With more suppliers than buyers, fashion brands use their purchasing practices to determine how much to pay for orders and what processing time to give to factories.

"Factories are unable to bargain heavily because of the large number of factories around the world and the small number of fashion brands monopolizing the sector," she said. "What we then see across the board is failure to pay a living wage – and that has long been well documented."

Penn State's Anner said he is currently researching what current and future orders from brands to factories would look like at a time when global demand for apparel is low as countries remain partially lockdown and many people are urged to leave Work from home.
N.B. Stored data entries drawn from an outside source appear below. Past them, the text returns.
//! TimeSeries data structure for one BY group.

use crate::core::Interval;
use crate::error::{ForecastError, Result};
use chrono::{DateTime, Utc};
use serde::ser::SerializeMap;
use serde::{Serialize, Serializer};

/// Values of the BY variables identifying one series.
///
/// Ordering is lexicographic over the values in BY-variable order, which
/// fixes the processing and output order of groups.
#[derive(Debug, Clone, Default, PartialEq, Eq, PartialOrd, Ord, Hash)]
pub struct GroupKey {
    pairs: Vec<(String, String)>,
}

impl GroupKey {
    /// Key of a run without BY variables.
    pub fn empty() -> Self {
        Self::default()
    }

    pub fn new(pairs: Vec<(String, String)>) -> Self {
        Self { pairs }
    }

    pub fn pairs(&self) -> &[(String, String)] {
        &self.pairs
    }

    pub fn get(&self, name: &str) -> Option<&str> {
        self.pairs
            .iter()
            .find(|(n, _)| n == name)
            .map(|(_, v)| v.as_str())
    }

    pub fn is_empty(&self) -> bool {
        self.pairs.is_empty()
    }
}

impl std::fmt::Display for GroupKey {
    fn fmt(&self, f: &mut std::fmt::Formatter<'_>) -> std::fmt::Result {
        if self.pairs.is_empty() {
            return f.write_str("_ALL_");
        }
        for (i, (name, value)) in self.pairs.iter().enumerate() {
            if i > 0 {
                f.write_str(", ")?;
            }
            write!(f, "{name}={value}")?;
        }
        Ok(())
    }
}

/// Serialized as one column per BY variable, in BY-variable order.
impl Serialize for GroupKey {
    fn serialize<S: Serializer>(&self, serializer: S) -> std::result::Result<S::Ok, S::Error> {
        let mut map = serializer.serialize_map(Some(self.pairs.len()))?;
        for (name, value) in &self.pairs {
            map.serialize_entry(name, value)?;
        }
        map.end()
    }
}

/// Role of a regressor in the model.
#[derive(Debug, Clone, Copy, PartialEq, Eq, Serialize)]
#[serde(rename_all = "lowercase")]
pub enum RegressorKind {
    /// Independent variable from the input data.
    Input,
    /// Dummy variable derived from an event definition.
    Event,
}

/// A named regressor aligned to the owning series' time index.
///
/// `values` starts at the first observation and may extend past the last
/// one to supply future values for the forecast horizon.
#[derive(Debug, Clone, PartialEq)]
pub struct Regressor {
    pub name: String,
    pub kind: RegressorKind,
    pub values: Vec<f64>,
}

impl Regressor {
    pub fn new(name: impl Into<String>, kind: RegressorKind, values: Vec<f64>) -> Self {
        Self {
            name: name.into(),
            kind,
            values,
        }
    }
}

/// A regular time series of one group with its regressors.
#[derive(Debug, Clone)]
pub struct TimeSeries {
    key: GroupKey,
    interval: Interval,
    season_length: usize,
    timestamps: Vec<DateTime<Utc>>,
    values: Vec<f64>,
    regressors: Vec<Regressor>,
}

impl TimeSeries {
    /// Create a series, validating that timestamps are aligned, strictly
    /// increasing and exactly one interval apart.
    pub fn new(
        key: GroupKey,
        interval: Interval,
        timestamps: Vec<DateTime<Utc>>,
        values: Vec<f64>,
    ) -> Result<Self> {
        if timestamps.len() != values.len() {
            return Err(ForecastError::DimensionMismatch {
                expected: timestamps.len(),
                got: values.len(),
            });
        }

        for (i, ts) in timestamps.iter().enumerate() {
            if !interval.is_aligned(*ts) {
                return Err(ForecastError::TimestampError(format!(
                    "timestamp {ts} is not aligned to a {interval} boundary"
                )));
            }
            if i > 0 {
                if *ts <= timestamps[i - 1] {
                    return Err(ForecastError::TimestampError(
                        "timestamps must be strictly increasing".to_string(),
                    ));
                }
                if interval.steps_between(timestamps[i - 1], *ts) != Some(1) {
                    return Err(ForecastError::TimestampError(format!(
                        "gap between {} and {ts} is not one {interval}",
                        timestamps[i - 1]
                    )));
                }
            }
        }

        Ok(Self {
            key,
            interval,
            season_length: interval.season_length(),
            timestamps,
            values,
            regressors: Vec::new(),
        })
    }

    /// Build a series from a start timestamp and consecutive values.
    pub fn from_start(
        key: GroupKey,
        interval: Interval,
        start: DateTime<Utc>,
        values: Vec<f64>,
    ) -> Result<Self> {
        let start = interval.align(start);
        let timestamps = (0..values.len())
            .map(|i| interval.advance(start, i as i64))
            .collect::<Result<Vec<_>>>()?;
        Self::new(key, interval, timestamps, values)
    }

    /// Override the seasonal cycle length implied by the interval.
    pub fn with_season_length(mut self, season_length: usize) -> Self {
        self.season_length = season_length.max(1);
        self
    }

    /// Attach a regressor. Its values must cover at least the observed span.
    pub fn with_regressor(mut self, regressor: Regressor) -> Result<Self> {
        if regressor.values.len() < self.len() {
            return Err(ForecastError::DimensionMismatch {
                expected: self.len(),
                got: regressor.values.len(),
            });
        }
        self.regressors.push(regressor);
        Ok(self)
    }

    pub fn key(&self) -> &GroupKey {
        &self.key
    }

    pub fn interval(&self) -> Interval {
        self.interval
    }

    pub fn season_length(&self) -> usize {
        self.season_length
    }

    pub fn len(&self) -> usize {
        self.values.len()
    }

    pub fn is_empty(&self) -> bool {
        self.values.is_empty()
    }

    pub fn timestamps(&self) -> &[DateTime<Utc>] {
        &self.timestamps
    }

    pub fn values(&self) -> &[f64] {
        &self.values
    }

    pub fn last_timestamp(&self) -> Option<DateTime<Utc>> {
        self.timestamps.last().copied()
    }

    pub fn has_missing_values(&self) -> bool {
        self.values.iter().any(|v| !v.is_finite())
    }

    pub fn regressors(&self) -> &[Regressor] {
        &self.regressors
    }

    pub fn has_regressors(&self) -> bool {
        !self.regressors.is_empty()
    }

    pub fn has_events(&self) -> bool {
        self.regressors
            .iter()
            .any(|r| r.kind == RegressorKind::Event)
    }

    pub fn regressor(&self, name: &str) -> Option<&Regressor> {
        self.regressors.iter().find(|r| r.name == name)
    }

    /// Regressor values over the observed span, in attachment order.
    pub fn regressor_history(&self) -> Vec<&[f64]> {
        self.regressors
            .iter()
            .map(|r| &r.values[..self.len()])
            .collect()
    }

    /// Regressor values for the `horizon` steps after the last observation.
    pub fn regressor_future(&self, horizon: usize) -> Result<Vec<&[f64]>> {
        let n = self.len();
        self.regressors
            .iter()
            .map(|r| {
                r.values.get(n..n + horizon).ok_or_else(|| {
                    ForecastError::InvalidParameter(format!(
                        "regressor '{}' has no future values for {horizon} steps",
                        r.name
                    ))
                })
            })
            .collect()
    }

    /// Timestamps of the `horizon` intervals following the last observation.
    pub fn future_timestamps(&self, horizon: usize) -> Result<Vec<DateTime<Utc>>> {
        let last = self.last_timestamp().ok_or(ForecastError::EmptyData)?;
        (1..=horizon)
            .map(|h| self.interval.advance(last, h as i64))
            .collect()
    }

    /// Copy containing the first `len` observations.
    ///
    /// Regressors keep their full length, so the dropped tail becomes
    /// "future" regressor data for holdout evaluation.
    pub fn truncate(&self, len: usize) -> Result<TimeSeries> {
        if len > self.len() {
            return Err(ForecastError::IndexOutOfBounds {
                index: len,
                size: self.len(),
            });
        }
        Ok(TimeSeries {
            key: self.key.clone(),
            interval: self.interval,
            season_length: self.season_length,
            timestamps: self.timestamps[..len].to_vec(),
            values: self.values[..len].to_vec(),
            regressors: self.regressors.clone(),
        })
    }

    /// Copy with the given values replacing the observations.
    pub fn with_values(&self, values: Vec<f64>) -> Result<TimeSeries> {
        if values.len() != self.len() {
            return Err(ForecastError::DimensionMismatch {
                expected: self.len(),
                got: values.len(),
            });
        }
        Ok(TimeSeries {
            values,
            ..self.clone()
        })
    }

    /// Copy without regressors, for families that ignore inputs.
    pub fn without_regressors(&self) -> TimeSeries {
        TimeSeries {
            regressors: Vec::new(),
            ..self.clone()
        }
    }
}

#[cfg(test)]
mod tests {
    use super::*;
    use chrono::TimeZone;

    fn ymd(y: i32, m: u32, d: u32) -> DateTime<Utc> {
        Utc.with_ymd_and_hms(y, m, d, 0, 0, 0).unwrap()
    }

    fn revenues() -> TimeSeries {
        TimeSeries::from_start(
            GroupKey::empty(),
            Interval::Year,
            ymd(1990, 1, 1),
            vec![4.0, 5.0, 7.0, 6.0, 8.0, 9.0, 5.0, 2.0, 3.5, 5.5, 6.5],
        )
        .unwrap()
    }

    #[test]
    fn from_start_builds_consecutive_intervals() {
        let ts = revenues();
        assert_eq!(ts.len(), 11);
        assert_eq!(ts.timestamps()[0], ymd(1990, 1, 1));
        assert_eq!(ts.last_timestamp(), Some(ymd(2000, 1, 1)));
        assert_eq!(ts.season_length(), 1);
    }

    #[test]
    fn rejects_non_increasing_or_gapped_timestamps() {
        let err = TimeSeries::new(
            GroupKey::empty(),
            Interval::Year,
            vec![ymd(1991, 1, 1), ymd(1990, 1, 1)],
            vec![1.0, 2.0],
        )
        .unwrap_err();
        assert!(matches!(err, ForecastError::TimestampError(_)));

        let err = TimeSeries::new(
            GroupKey::empty(),
            Interval::Year,
            vec![ymd(1990, 1, 1), ymd(1992, 1, 1)],
            vec![1.0, 2.0],
        )
        .unwrap_err();
        assert!(matches!(err, ForecastError::TimestampError(_)));

        let err = TimeSeries::new(
            GroupKey::empty(),
            Interval::Month,
            vec![ymd(1990, 1, 15)],
            vec![1.0],
        )
        .unwrap_err();
        assert!(matches!(err, ForecastError::TimestampError(_)));
    }

    #[test]
    fn future_timestamps_continue_the_interval() {
        let ts = revenues();
        let future = ts.future_timestamps(12).unwrap();
        assert_eq!(future.len(), 12);
        assert_eq!(future[0], ymd(2001, 1, 1));
        assert_eq!(future[11], ymd(2012, 1, 1));
    }

    #[test]
    fn truncate_keeps_regressor_tail_as_future() {
        let x: Vec<f64> = (0..14).map(|i| i as f64).collect();
        let ts = revenues()
            .with_regressor(Regressor::new("price", RegressorKind::Input, x))
            .unwrap();

        let head = ts.truncate(8).unwrap();
        assert_eq!(head.len(), 8);
        assert_eq!(head.regressor_history()[0].len(), 8);
        assert_eq!(head.regressor_future(3).unwrap()[0], &[8.0, 9.0, 10.0]);
        assert_eq!(ts.regressor_future(3).unwrap()[0], &[11.0, 12.0, 13.0]);
        assert!(ts.regressor_future(4).is_err());
    }

    #[test]
    fn short_regressor_is_rejected() {
        let err = revenues()
            .with_regressor(Regressor::new("x", RegressorKind::Event, vec![0.0; 5]))
            .unwrap_err();
        assert!(matches!(err, ForecastError::DimensionMismatch { .. }));
    }

    #[test]
    fn group_key_displays_and_serializes_in_by_order() {
        let key = GroupKey::new(vec![
            ("region".to_string(), "east".to_string()),
            ("product".to_string(), "a".to_string()),
        ]);
        assert_eq!(key.to_string(), "region=east, product=a");
        assert_eq!(key.get("product"), Some("a"));
        assert_eq!(
            serde_json::to_string(&key).unwrap(),
            r#"{"region":"east","product":"a"}"#
        );
        assert_eq!(GroupKey::empty().to_string(), "_ALL_");
    }
}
Finished textile workers work in a textile factory in Dhaka on July 25, 2020.

Ahmed Salahuddin | NurPhoto | Getty Images

"The big companies don't know how much they're going to sell in the coming months. They're not sure how to forecast the future. That's why they often place orders – but at a much lower volume than this time a year ago," he said. Data showed buyers were pushing the price down much more now than they were years ago, he added.

"This is a significant problem for me as it means double pressure on suppliers and pressure on suppliers always results in pressure on workers," he said.

For many of the workers, the pandemic has exacerbated their poverty and pushed them deeper into debt.

Mousumi said she took care of her mother and had to send her in-laws a monthly allowance. She said she ran into debt between 2018 and 2020 while she was unemployed. After losing her last job in August, she also incurred rental fees.

"Financially I had a lot of trouble … so I had to take this job," she said.